Data in this exercise below:

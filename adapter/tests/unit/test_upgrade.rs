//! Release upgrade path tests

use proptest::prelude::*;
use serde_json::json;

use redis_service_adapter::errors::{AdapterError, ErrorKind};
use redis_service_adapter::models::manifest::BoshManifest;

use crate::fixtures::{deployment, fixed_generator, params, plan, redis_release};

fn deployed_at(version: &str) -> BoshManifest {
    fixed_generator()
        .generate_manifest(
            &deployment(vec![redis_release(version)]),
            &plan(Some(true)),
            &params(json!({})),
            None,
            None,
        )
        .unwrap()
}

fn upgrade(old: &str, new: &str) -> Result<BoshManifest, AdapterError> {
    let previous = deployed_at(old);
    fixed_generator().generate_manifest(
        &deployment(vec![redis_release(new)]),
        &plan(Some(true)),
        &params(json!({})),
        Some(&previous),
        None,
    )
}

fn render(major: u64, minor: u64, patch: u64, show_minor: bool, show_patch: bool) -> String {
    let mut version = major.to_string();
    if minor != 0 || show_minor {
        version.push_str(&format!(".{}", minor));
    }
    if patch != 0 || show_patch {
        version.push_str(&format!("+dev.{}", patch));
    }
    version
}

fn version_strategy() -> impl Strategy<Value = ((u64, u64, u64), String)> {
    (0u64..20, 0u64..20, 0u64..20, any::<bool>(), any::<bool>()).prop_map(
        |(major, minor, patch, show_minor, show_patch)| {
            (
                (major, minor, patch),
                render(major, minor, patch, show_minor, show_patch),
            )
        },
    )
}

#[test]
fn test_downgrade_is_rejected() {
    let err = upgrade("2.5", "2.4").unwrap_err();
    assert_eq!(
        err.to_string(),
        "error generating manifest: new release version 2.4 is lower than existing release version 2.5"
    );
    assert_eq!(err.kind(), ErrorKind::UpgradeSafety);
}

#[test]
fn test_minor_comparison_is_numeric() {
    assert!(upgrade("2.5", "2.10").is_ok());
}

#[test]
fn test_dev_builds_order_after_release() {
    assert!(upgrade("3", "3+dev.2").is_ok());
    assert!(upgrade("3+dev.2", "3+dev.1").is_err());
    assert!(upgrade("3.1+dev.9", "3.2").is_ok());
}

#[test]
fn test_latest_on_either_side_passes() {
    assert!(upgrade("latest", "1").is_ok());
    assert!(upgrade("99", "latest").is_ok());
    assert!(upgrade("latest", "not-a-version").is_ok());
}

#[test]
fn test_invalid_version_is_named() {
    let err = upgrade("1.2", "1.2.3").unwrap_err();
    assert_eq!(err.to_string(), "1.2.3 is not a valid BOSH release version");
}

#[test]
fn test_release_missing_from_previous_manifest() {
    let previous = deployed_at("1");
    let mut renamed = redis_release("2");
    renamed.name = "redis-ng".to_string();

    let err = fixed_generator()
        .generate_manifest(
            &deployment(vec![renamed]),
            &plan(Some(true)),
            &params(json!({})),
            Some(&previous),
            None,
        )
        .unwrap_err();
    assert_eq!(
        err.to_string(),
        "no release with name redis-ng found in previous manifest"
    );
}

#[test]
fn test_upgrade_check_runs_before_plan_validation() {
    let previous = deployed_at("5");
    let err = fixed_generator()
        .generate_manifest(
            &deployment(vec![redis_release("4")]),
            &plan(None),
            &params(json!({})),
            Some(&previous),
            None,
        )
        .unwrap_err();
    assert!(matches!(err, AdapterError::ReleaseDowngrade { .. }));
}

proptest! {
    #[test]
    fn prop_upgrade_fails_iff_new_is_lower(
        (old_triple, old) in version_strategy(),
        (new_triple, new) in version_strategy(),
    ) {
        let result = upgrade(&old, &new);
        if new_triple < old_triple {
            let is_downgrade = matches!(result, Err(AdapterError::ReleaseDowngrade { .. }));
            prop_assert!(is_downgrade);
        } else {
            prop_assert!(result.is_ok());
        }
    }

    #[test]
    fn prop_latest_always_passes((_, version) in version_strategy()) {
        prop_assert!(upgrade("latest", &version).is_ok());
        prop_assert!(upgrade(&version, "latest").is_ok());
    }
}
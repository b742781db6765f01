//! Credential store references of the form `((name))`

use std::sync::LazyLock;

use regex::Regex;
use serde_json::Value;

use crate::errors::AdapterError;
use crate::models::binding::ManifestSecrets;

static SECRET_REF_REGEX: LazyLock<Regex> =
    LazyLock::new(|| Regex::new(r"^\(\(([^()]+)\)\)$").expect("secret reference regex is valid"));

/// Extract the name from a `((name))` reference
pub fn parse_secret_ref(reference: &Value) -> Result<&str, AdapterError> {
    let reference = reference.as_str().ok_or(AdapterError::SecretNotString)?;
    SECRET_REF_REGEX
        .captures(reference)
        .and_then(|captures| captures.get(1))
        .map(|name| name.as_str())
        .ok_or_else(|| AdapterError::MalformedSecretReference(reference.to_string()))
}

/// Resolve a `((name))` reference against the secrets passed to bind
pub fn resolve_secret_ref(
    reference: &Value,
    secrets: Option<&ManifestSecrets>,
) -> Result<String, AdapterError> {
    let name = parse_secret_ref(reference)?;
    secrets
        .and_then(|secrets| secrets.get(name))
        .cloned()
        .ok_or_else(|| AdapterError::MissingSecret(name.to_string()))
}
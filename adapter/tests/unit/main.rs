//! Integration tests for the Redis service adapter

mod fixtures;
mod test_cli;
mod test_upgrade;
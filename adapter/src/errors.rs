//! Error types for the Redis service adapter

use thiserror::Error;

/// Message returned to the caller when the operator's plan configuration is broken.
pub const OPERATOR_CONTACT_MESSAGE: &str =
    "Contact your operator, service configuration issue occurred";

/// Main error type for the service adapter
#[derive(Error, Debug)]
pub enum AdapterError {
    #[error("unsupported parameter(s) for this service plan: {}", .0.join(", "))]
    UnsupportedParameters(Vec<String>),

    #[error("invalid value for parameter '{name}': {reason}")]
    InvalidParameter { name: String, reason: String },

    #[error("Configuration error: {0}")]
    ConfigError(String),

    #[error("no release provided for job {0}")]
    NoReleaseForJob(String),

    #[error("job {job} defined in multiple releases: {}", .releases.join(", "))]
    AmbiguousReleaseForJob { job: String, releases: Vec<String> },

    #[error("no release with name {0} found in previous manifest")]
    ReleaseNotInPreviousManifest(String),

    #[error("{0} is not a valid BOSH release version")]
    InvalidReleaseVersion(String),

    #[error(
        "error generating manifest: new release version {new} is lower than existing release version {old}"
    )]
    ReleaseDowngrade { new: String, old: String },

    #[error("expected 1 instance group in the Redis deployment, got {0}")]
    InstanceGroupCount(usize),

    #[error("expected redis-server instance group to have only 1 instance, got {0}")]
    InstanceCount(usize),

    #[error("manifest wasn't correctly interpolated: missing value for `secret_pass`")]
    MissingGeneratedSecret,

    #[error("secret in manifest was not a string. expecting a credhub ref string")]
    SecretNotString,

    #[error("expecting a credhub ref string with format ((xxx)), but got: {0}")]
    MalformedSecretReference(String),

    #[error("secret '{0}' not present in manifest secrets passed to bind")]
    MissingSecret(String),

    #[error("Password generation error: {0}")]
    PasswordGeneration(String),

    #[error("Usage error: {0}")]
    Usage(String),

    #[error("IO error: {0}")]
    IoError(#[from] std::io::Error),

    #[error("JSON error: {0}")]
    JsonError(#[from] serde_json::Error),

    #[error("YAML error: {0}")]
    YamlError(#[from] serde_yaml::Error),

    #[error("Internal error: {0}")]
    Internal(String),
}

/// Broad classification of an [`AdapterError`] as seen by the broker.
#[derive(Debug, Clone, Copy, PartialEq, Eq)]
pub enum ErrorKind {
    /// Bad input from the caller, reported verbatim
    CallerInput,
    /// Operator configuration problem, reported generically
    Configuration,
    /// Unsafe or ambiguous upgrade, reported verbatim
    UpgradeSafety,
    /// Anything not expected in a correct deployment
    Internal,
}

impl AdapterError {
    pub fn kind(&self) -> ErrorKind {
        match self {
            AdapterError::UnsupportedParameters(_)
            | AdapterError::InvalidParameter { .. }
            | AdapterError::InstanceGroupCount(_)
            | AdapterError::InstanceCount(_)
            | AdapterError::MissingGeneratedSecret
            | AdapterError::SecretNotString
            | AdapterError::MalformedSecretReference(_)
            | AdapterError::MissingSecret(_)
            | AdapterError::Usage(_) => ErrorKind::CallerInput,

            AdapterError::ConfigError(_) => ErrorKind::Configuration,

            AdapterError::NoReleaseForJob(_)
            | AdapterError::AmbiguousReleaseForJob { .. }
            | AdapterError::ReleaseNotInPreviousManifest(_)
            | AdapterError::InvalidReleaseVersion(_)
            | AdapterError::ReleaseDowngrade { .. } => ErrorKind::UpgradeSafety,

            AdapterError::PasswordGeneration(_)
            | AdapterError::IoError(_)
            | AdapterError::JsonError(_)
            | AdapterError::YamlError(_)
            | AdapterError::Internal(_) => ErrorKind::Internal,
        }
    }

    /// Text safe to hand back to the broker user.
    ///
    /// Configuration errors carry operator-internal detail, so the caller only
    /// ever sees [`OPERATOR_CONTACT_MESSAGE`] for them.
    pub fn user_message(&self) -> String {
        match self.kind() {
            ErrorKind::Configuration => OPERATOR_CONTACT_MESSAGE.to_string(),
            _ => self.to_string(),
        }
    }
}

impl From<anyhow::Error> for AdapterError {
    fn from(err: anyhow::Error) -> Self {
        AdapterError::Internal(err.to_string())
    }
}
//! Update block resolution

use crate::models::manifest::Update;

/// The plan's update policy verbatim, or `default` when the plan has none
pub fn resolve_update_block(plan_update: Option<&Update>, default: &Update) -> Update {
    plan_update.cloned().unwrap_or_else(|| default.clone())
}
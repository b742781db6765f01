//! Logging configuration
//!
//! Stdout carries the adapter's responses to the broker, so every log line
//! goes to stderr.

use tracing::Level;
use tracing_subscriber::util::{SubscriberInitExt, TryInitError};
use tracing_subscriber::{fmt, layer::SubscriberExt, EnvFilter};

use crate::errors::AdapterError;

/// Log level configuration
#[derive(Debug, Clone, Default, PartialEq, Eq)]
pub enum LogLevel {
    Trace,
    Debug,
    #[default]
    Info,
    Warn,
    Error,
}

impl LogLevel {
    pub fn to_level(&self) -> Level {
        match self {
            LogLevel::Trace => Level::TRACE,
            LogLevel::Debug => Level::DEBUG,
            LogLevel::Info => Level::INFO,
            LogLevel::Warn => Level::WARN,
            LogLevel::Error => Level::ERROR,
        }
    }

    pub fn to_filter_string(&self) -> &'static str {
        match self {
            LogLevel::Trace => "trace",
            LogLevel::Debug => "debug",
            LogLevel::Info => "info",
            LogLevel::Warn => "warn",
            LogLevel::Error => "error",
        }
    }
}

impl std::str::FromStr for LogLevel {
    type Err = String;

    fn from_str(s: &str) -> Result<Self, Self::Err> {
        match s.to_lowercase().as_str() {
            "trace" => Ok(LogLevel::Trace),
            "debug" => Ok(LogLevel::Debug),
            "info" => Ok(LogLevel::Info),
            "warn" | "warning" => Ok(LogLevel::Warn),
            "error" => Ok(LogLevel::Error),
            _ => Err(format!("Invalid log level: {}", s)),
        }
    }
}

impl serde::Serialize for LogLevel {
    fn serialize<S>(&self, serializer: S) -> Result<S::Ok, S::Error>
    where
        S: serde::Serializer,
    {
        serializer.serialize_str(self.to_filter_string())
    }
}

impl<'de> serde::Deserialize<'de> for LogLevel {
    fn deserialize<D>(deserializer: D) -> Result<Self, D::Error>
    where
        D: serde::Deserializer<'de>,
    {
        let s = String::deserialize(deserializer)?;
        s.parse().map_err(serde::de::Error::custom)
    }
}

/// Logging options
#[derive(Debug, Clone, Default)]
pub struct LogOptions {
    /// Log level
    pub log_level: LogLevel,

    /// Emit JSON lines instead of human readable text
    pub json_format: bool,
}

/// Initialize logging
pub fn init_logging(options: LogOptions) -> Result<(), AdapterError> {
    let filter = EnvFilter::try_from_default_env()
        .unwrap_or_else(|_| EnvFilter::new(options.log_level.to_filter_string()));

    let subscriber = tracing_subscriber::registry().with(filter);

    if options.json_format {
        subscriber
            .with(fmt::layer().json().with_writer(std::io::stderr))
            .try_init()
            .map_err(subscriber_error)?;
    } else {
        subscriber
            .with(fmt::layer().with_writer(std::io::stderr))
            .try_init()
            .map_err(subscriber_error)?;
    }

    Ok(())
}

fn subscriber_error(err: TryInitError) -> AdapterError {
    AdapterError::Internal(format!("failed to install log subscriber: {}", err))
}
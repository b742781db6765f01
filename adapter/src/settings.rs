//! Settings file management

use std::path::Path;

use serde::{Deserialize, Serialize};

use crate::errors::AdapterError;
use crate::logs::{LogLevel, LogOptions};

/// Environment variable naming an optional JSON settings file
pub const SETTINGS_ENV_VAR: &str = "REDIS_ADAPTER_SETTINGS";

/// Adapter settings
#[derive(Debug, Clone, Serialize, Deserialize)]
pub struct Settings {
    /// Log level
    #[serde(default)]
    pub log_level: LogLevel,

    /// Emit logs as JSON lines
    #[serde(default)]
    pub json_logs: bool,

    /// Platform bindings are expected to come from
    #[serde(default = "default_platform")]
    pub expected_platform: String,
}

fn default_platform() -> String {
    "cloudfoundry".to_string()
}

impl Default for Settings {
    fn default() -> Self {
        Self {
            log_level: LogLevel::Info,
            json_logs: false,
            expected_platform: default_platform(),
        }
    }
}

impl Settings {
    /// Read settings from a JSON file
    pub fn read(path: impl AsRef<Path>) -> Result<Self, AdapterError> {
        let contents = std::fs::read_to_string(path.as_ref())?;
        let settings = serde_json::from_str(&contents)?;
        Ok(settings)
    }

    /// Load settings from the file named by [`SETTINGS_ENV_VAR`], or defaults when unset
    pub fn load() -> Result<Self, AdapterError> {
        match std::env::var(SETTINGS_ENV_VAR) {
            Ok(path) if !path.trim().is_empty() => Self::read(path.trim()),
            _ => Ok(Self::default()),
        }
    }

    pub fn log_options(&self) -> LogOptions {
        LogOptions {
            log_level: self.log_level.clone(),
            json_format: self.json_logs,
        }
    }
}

End of Data in this exercise.

- [Task prompt]
Every line above in which the word "passed" is present must be copied into the answer.

- [Written solution]
/// Resolve a `((name))` reference against the secrets passed to bind
    #[error("secret '{0}' not present in manifest secrets passed to bind")]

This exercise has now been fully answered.